- EXERCISE BRIEF:
Give again, unchanged, the line that contains "assert_eq!(report.len(), 2);" together with every line that follows it until the entries end.

______________________________

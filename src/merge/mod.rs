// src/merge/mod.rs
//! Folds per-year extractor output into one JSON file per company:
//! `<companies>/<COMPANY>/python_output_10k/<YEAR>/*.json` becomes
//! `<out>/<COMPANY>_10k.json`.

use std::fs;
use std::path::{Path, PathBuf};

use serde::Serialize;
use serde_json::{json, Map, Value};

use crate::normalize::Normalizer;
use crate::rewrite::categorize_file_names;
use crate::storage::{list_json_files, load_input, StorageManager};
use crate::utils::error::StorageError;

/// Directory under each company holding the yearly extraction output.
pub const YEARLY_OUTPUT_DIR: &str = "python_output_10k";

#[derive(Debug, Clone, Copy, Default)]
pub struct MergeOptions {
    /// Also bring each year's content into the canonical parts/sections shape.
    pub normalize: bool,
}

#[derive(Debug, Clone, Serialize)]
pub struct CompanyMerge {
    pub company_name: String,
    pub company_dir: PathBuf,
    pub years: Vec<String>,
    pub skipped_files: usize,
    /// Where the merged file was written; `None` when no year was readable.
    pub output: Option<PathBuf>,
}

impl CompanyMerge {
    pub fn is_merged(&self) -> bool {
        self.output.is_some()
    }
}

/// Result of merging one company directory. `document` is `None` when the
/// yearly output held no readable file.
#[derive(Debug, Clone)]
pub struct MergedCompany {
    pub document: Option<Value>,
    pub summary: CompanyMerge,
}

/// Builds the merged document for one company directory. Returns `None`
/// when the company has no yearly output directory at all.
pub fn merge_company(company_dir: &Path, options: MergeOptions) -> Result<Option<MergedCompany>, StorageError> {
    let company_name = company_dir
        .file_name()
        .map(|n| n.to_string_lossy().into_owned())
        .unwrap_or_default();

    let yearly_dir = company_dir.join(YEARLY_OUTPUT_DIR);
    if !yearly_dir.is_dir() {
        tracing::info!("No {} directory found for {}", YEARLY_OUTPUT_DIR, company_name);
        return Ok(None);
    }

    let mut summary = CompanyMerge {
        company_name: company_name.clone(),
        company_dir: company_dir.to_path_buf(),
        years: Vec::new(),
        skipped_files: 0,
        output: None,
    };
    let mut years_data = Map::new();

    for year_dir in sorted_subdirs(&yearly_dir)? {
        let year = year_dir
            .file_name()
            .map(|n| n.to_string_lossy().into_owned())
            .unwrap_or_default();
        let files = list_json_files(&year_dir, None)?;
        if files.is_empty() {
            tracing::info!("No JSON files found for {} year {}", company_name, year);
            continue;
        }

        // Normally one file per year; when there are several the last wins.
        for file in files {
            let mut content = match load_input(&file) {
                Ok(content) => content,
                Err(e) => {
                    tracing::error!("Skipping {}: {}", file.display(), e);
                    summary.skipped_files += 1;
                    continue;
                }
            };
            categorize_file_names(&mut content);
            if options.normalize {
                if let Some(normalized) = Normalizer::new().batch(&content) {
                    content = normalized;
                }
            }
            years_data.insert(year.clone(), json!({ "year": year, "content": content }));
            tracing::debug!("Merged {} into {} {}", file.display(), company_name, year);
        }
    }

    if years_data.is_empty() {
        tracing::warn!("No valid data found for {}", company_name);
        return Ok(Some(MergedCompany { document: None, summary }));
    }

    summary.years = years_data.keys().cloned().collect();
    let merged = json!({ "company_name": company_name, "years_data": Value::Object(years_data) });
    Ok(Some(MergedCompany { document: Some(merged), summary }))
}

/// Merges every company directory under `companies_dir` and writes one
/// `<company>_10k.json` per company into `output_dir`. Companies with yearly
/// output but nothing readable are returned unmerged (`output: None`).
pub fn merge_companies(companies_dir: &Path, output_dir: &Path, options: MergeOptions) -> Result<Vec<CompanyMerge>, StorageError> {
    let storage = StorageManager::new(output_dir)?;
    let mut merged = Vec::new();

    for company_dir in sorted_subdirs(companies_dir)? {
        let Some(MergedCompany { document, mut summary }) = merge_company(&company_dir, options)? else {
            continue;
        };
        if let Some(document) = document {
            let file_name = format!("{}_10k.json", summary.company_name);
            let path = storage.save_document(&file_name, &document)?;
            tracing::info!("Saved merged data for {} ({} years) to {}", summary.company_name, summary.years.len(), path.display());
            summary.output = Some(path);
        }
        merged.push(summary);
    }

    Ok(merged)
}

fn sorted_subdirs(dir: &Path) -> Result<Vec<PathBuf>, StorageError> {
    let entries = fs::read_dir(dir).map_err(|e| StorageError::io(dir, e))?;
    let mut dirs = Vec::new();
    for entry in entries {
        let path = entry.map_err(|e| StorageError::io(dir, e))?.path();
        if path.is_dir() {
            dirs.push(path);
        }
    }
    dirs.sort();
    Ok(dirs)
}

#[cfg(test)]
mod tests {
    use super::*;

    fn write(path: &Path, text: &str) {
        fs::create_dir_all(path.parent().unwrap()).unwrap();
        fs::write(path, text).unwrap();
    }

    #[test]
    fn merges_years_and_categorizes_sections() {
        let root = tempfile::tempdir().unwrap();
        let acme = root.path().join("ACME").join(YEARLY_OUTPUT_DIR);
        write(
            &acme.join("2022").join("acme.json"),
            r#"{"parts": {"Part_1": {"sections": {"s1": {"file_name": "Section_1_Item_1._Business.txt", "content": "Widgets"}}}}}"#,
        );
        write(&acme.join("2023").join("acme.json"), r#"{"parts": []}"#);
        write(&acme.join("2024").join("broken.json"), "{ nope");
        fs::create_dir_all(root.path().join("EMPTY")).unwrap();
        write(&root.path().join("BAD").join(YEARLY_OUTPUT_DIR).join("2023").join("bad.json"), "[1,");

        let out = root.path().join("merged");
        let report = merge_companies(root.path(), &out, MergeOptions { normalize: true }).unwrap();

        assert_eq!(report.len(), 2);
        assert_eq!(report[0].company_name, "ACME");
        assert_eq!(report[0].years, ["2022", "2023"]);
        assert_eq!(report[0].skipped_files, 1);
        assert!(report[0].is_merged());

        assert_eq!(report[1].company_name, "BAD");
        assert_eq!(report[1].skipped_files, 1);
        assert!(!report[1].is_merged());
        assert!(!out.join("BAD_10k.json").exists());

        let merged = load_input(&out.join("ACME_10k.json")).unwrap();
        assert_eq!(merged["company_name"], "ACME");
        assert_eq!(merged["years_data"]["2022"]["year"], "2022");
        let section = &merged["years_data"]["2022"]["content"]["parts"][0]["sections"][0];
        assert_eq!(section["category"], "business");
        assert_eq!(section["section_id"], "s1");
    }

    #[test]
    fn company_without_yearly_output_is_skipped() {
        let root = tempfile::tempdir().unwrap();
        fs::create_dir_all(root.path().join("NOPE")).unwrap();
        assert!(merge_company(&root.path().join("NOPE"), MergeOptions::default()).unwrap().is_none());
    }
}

______________________________

- EXERCISE RESPONSE:
        assert_eq!(report.len(), 2);
        assert_eq!(report[0].company_name, "ACME");
        assert_eq!(report[0].years, ["2022", "2023"]);
        assert_eq!(report[0].skipped_files, 1);
        assert!(report[0].is_merged());

        assert_eq!(report[1].company_name, "BAD");
        assert_eq!(report[1].skipped_files, 1);
        assert!(!report[1].is_merged());
        assert!(!out.join("BAD_10k.json").exists());

        let merged = load_input(&out.join("ACME_10k.json")).unwrap();
        assert_eq!(merged["company_name"], "ACME");
        assert_eq!(merged["years_data"]["2022"]["year"], "2022");
        let section = &merged["years_data"]["2022"]["content"]["parts"][0]["sections"][0];
        assert_eq!(section["category"], "business");
        assert_eq!(section["section_id"], "s1");
    }

    #[test]
    fn company_without_yearly_output_is_skipped() {
        let root = tempfile::tempdir().unwrap();
        fs::create_dir_all(root.path().join("NOPE")).unwrap();
        assert!(merge_company(&root.path().join("NOPE"), MergeOptions::default()).unwrap().is_none());
    }
}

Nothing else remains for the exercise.